Cette littérature d’empapaouteurs de mouches, il y a longtemps que Nick Gardel l’a envoyée au terminus des prétentieux, et il le prouve une nouvelle fois avec ce petit joyau d’humour noir.

L’essentiel dans le mot et la formule. D’aucuns prétendront que je ne saurais faire preuve d’impartialité lorsque je lis un roman de Nick Gardel, ce à quoi je répondrais qu’après avoir lu l’intégralité de la production littéraire de ce monsieur et m’être régalé à chaque épisode, je commence plutôt bien à le connaître, même si là encore il est capable de me surprendre.

Alors, qu’avons-nous dans Laisse tomber ? Le sous-titre, savoureux, nous met déjà dans l’ambiance. C’est Arsenic et vieilles dentelles, c’est Cocoon qui rencontre les Tontons flingueurs. Dans un immeuble a priori anodin, où vit un bel ensemble de représentants du troisième voire du quatrième âge, Antoine Spisser fait tache.

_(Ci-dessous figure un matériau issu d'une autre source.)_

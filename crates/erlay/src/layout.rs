//! Automatic layout of entity-relationship diagrams.
//!
//! # Pipeline
//!
//! ```text
//! Entities + Relationships
//!     ↓ graph       (dedup, processing order)
//! RelationGraph
//!     ↓ layering    (layer per entity, seed order)
//!     ↓ ordering    (barycenter sweeps)
//!     ↓ crossing    (adjacent swaps)
//!     ↓ fields      (field order per entity)
//!     ↓ positioning (coordinates)
//! Layout
//! ```
//!
//! # Submodules
//!
//! - [`graph`] - Relation resolution, adjacency and processing order
//! - [`layering`] - Layer assignment with cascading conflict resolution
//! - [`ordering`] - Vertical ordering strategies
//! - [`crossing`] - Crossing counting and refinement
//! - [`fields`] - Field ordering strategies
//! - [`positioning`] - Coordinate assignment
//!
//! # Re-exports
//!
//! - [`EngineBuilder`] - Builder for configuring strategies and running the pipeline

pub mod crossing;
mod engines;
pub mod fields;
pub mod graph;
pub mod layering;
pub mod ordering;
pub mod positioning;

use indexmap::IndexMap;

use erlay_core::{
    geometry::{Bounds, Point},
    schema::Entity,
};

use crate::config::SpacingConfig;

pub use engines::{EngineBuilder, EngineOutput, FieldOrdering, VerticalOrdering};
pub use crossing::RefinementReport;

use graph::RelationGraph;

/// The computed layout of one schema.
///
/// Entities are addressed by name. Every input entity is present, including
/// entities without any relationship.
#[derive(Debug, Clone)]
pub struct Layout {
    /// Entity copies with reordered fields, in input order.
    entities: Vec<Entity>,
    index: IndexMap<String, usize>,
    layer_of: Vec<usize>,
    layers: Vec<Vec<usize>>,
    bounds: Vec<Bounds>,
    spacing: SpacingConfig,
    refinement: RefinementReport,
}

impl Layout {
    pub(crate) fn new(graph: &RelationGraph<'_>, output: EngineOutput, spacing: SpacingConfig) -> Self {
        let (layering, field_order, bounds, refinement) = output.into_parts();

        let entities: Vec<Entity> = graph
            .ids()
            .map(|id| {
                let entity = graph.entity(id);
                let fields = field_order
                    .order(id)
                    .iter()
                    .map(|&field| entity.fields()[field].clone())
                    .collect();
                entity.with_field_order(fields)
            })
            .collect();

        let index = entities
            .iter()
            .enumerate()
            .map(|(position, entity)| (entity.name().to_string(), position))
            .collect();

        Self {
            entities,
            index,
            layer_of: graph.ids().map(|id| layering.layer_of(id)).collect(),
            layers: layering
                .layers()
                .iter()
                .map(|layer| layer.iter().map(|id| id.index()).collect())
                .collect(),
            bounds,
            spacing,
            refinement,
        }
    }

    /// Layer index of the named entity.
    pub fn layer_of(&self, name: &str) -> Option<usize> {
        self.index.get(name).map(|&i| self.layer_of[i])
    }

    /// Number of layers.
    pub fn layer_count(&self) -> usize {
        self.layers.len()
    }

    /// Entity names per layer, top to bottom.
    pub fn layers(&self) -> Vec<Vec<&str>> {
        self.layers
            .iter()
            .map(|layer| layer.iter().map(|&i| self.entities[i].name()).collect())
            .collect()
    }

    /// The named entity with its fields in layout order.
    pub fn entity(&self, name: &str) -> Option<&Entity> {
        self.index.get(name).map(|&i| &self.entities[i])
    }

    /// All entities with their fields in layout order, in input order.
    pub fn entities(&self) -> &[Entity] {
        &self.entities
    }

    /// Top-left corner of the named entity's box.
    pub fn position(&self, name: &str) -> Option<Point> {
        self.bounds_of(name).map(Bounds::min_point)
    }

    pub fn bounds_of(&self, name: &str) -> Option<Bounds> {
        self.index.get(name).map(|&i| self.bounds[i])
    }

    /// Smallest rectangle containing every entity box.
    pub fn bounds(&self) -> Bounds {
        self.bounds
            .iter()
            .copied()
            .reduce(|acc, bounds| acc.merge(&bounds))
            .unwrap_or_default()
    }

    /// Spacing the coordinates were computed with.
    pub fn spacing(&self) -> &SpacingConfig {
        &self.spacing
    }

    pub fn refinement(&self) -> &RefinementReport {
        &self.refinement
    }
}
#[cfg(test)]
mod tests {
    use erlay_core::schema::{Cardinality, Endpoint, Entity, Field, Relationship};

    use super::*;
    use crate::layout::graph::RelationGraphBuilder;

    fn slot(field: usize, primary_key: bool, barycenter: Option<f64>) -> FieldSlot {
        FieldSlot::new(field, primary_key, barycenter)
    }

    #[test]
    fn test_barycenter_pins_keys_and_sinks_unconnected() {
        let slots = [
            slot(0, false, None),
            slot(1, true, None),
            slot(2, false, Some(2.0)),
            slot(3, false, Some(0.5)),
        ];

        assert_eq!(BarycenterFields.arrange(&slots), vec![1, 3, 2, 0]);
    }

    #[test]
    fn test_barycenter_fixed_point() {
        let slots = [
            slot(0, true, Some(3.0)),
            slot(1, false, Some(0.5)),
            slot(2, false, Some(0.5)),
            slot(3, false, Some(1.0)),
            slot(4, false, None),
        ];

        assert_eq!(BarycenterFields.arrange(&slots), vec![0, 1, 2, 3, 4]);
    }

    #[test]
    fn test_dispersal_spreads_connected_fields() {
        let slots = [
            slot(0, true, None),
            slot(1, false, Some(0.3)),
            slot(2, false, Some(0.1)),
            slot(3, false, Some(0.2)),
            slot(4, false, None),
            slot(5, false, None),
        ];

        // Five non-key positions, three connected fields: targets 0, 2, 4.
        assert_eq!(DispersalFields.arrange(&slots), vec![0, 2, 4, 3, 5, 1]);
    }

    #[test]
    fn test_dispersal_with_one_connection_matches_barycenter() {
        let slots = [
            slot(0, false, None),
            slot(1, false, Some(1.0)),
            slot(2, true, None),
        ];

        assert_eq!(
            DispersalFields.arrange(&slots),
            BarycenterFields.arrange(&slots)
        );
    }

    #[test]
    fn test_orderer_aligns_fields_and_reaches_fixed_point() {
        let entities = vec![
            Entity::new(
                "posts",
                vec![
                    Field::new("title", "text"),
                    Field::new("authorId", "int"),
                    Field::new("id", "int").with_primary_key(true),
                    Field::new("categoryId", "int"),
                ],
            ),
            Entity::new("users", vec![Field::new("id", "int").with_primary_key(true)]),
            Entity::new(
                "categories",
                vec![Field::new("id", "int").with_primary_key(true)],
            ),
        ];
        let relationships = vec![
            Relationship::new(
                Endpoint::new("posts", "authorId"),
                Endpoint::new("users", "id"),
                Cardinality::ManyToOne,
            ),
            Relationship::new(
                Endpoint::new("posts", "categoryId"),
                Endpoint::new("categories", "id"),
                Cardinality::ManyToOne,
            ),
        ];
        let graph = RelationGraphBuilder::new(LayoutLogger::global())
            .build(&entities, &relationships)
            .unwrap();
        let layering = Layering::from_layers(vec![
            vec![EntityId::new(0)],
            vec![EntityId::new(2), EntityId::new(1)],
        ]);

        let orderer = FieldOrderer::new(&BarycenterFields, 2, LayoutLogger::global());
        let first = orderer.order(&graph, &layering, FieldOrder::identity(&graph));
        let posts: Vec<&str> = first
            .order(EntityId::new(0))
            .iter()
            .map(|&f| entities[0].fields()[f].name())
            .collect();
        assert_eq!(posts, vec!["id", "categoryId", "authorId", "title"]);
        assert_eq!(first.position(EntityId::new(0), 0), Some(3));

        let second = orderer.order(&graph, &layering, first.clone());
        assert_eq!(second, first);
    }

    #[test]
    fn test_orderer_keeps_going_until_fields_settle() {
        // One pass leaves `right` at [r0, r2, r1]; the order only settles
        // after `left` has moved and `right` has been revisited.
        let entities = vec![
            Entity::new(
                "left",
                (0..4).map(|i| Field::new(format!("l{i}"), "int")).collect(),
            ),
            Entity::new(
                "right",
                (0..3).map(|i| Field::new(format!("r{i}"), "int")).collect(),
            ),
        ];
        let pairs = [
            ("l0", "r0"),
            ("l0", "r2"),
            ("l1", "r1"),
            ("l3", "r0"),
            ("l2", "r1"),
            ("l3", "r1"),
        ];
        let relationships = pairs
            .iter()
            .map(|(from, to)| {
                Relationship::new(
                    Endpoint::new("left", *from),
                    Endpoint::new("right", *to),
                    Cardinality::ManyToOne,
                )
            })
            .collect::<Vec<_>>();
        let graph = RelationGraphBuilder::new(LayoutLogger::global())
            .build(&entities, &relationships)
            .unwrap();
        let layering = Layering::from_layers(vec![vec![EntityId::new(0)], vec![EntityId::new(1)]]);

        let orderer = FieldOrderer::new(&BarycenterFields, 1, LayoutLogger::global());
        let first = orderer.order(&graph, &layering, FieldOrder::identity(&graph));

        assert_eq!(first.order(EntityId::new(0)), &[0, 3, 1, 2]);
        assert_eq!(first.order(EntityId::new(1)), &[2, 0, 1]);

        let second = orderer.order(&graph, &layering, first.clone());
        assert_eq!(second, first);
    }

    #[test]
    fn test_zero_passes_keeps_input_order() {
        let entities = vec![
            Entity::new("a", vec![Field::new("x", "int"), Field::new("y", "int")]),
            Entity::new("b", vec![Field::new("id", "int").with_primary_key(true)]),
        ];
        let relationships = vec![Relationship::new(
            Endpoint::new("a", "y"),
            Endpoint::new("b", "id"),
            Cardinality::ManyToOne,
        )];
        let graph = RelationGraphBuilder::new(LayoutLogger::global())
            .build(&entities, &relationships)
            .unwrap();
        let layering = Layering::from_layers(vec![vec![EntityId::new(0)], vec![EntityId::new(1)]]);

        let order = FieldOrderer::new(&BarycenterFields, 0, LayoutLogger::global()).order(
            &graph,
            &layering,
            FieldOrder::identity(&graph),
        );
        assert_eq!(order, FieldOrder::identity(&graph));
    }

    #[test]
    fn test_invalid_arrangement_is_ignored() {
        struct Broken;
        impl FieldOrdering for Broken {
            fn arrange(&self, slots: &[FieldSlot]) -> Vec<usize> {
                vec![0; slots.len()]
            }
        }

        let entities = vec![
            Entity::new("a", vec![Field::new("x", "int"), Field::new("y", "int")]),
            Entity::new("b", vec![Field::new("id", "int")]),
        ];
        let relationships = vec![Relationship::new(
            Endpoint::new("a", "y"),
            Endpoint::new("b", "id"),
            Cardinality::ManyToOne,
        )];
        let graph = RelationGraphBuilder::new(LayoutLogger::global())
            .build(&entities, &relationships)
            .unwrap();
        let layering = Layering::from_layers(vec![vec![EntityId::new(0)], vec![EntityId::new(1)]]);

        let order = FieldOrderer::new(&Broken, 2, LayoutLogger::global()).order(
            &graph,
            &layering,
            FieldOrder::identity(&graph),
        );
        assert_eq!(order, FieldOrder::identity(&graph));
    }
}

Ce gros homme inactif qui se contente de vivre devant une vidéothèque conséquente en épuisant peu à peu la rente héritée de ses parents, semble n’avoir aucun avenir que celui de végéter dans son appartement du rez-de-chaussée. Etant le plus jeune, il passe un peu pour le concierge et l’homme à tout faire. Sa rencontre tout autant fortuite qu’« utilitaire » avec sa voisine du dessus, Clarisse Demastien, va l’obliger à sortir de son existence pantouflarde…

Comme toujours chez Nick Gardel, la galerie de personnage s’avère toujours savoureuse : on a droit à la veuve richissime et acariâtre, une autre mauvaise comme la teigne, le témoin de Jéhovah, le vieil artiste peintre italien tout nu, la femme et son « curieux » mari… Sans compter le policier, le capitaine Berchtold, un condensé de Columbo et surtout de Clouseau dans toute sa splendeur. C’est au fil des pages que ce petit monde baigné à l’eau de Cologne Mont-Saint-Michel et au Steradan laisse tomber sa carapace de bienséance pour révéler sa vraie nature, aussi féroce que cruelle. Un univers que celui-ci envie, parce que la marge entre le franchement noir et le plutôt léger est faible, et la juste mesure pas facile à doser. Mais Nick connait la musique, voire la bonne cuisine…

Probablement un des romans les plus noirs de l’auteur, mais toujours avec cette pointe d’humour en coin, comme le gamin surpris à vous claquer un élastique aux fesses et qui répond à votre colère avec ironie : "Allez , c’est pas grave. Laisse tomber !".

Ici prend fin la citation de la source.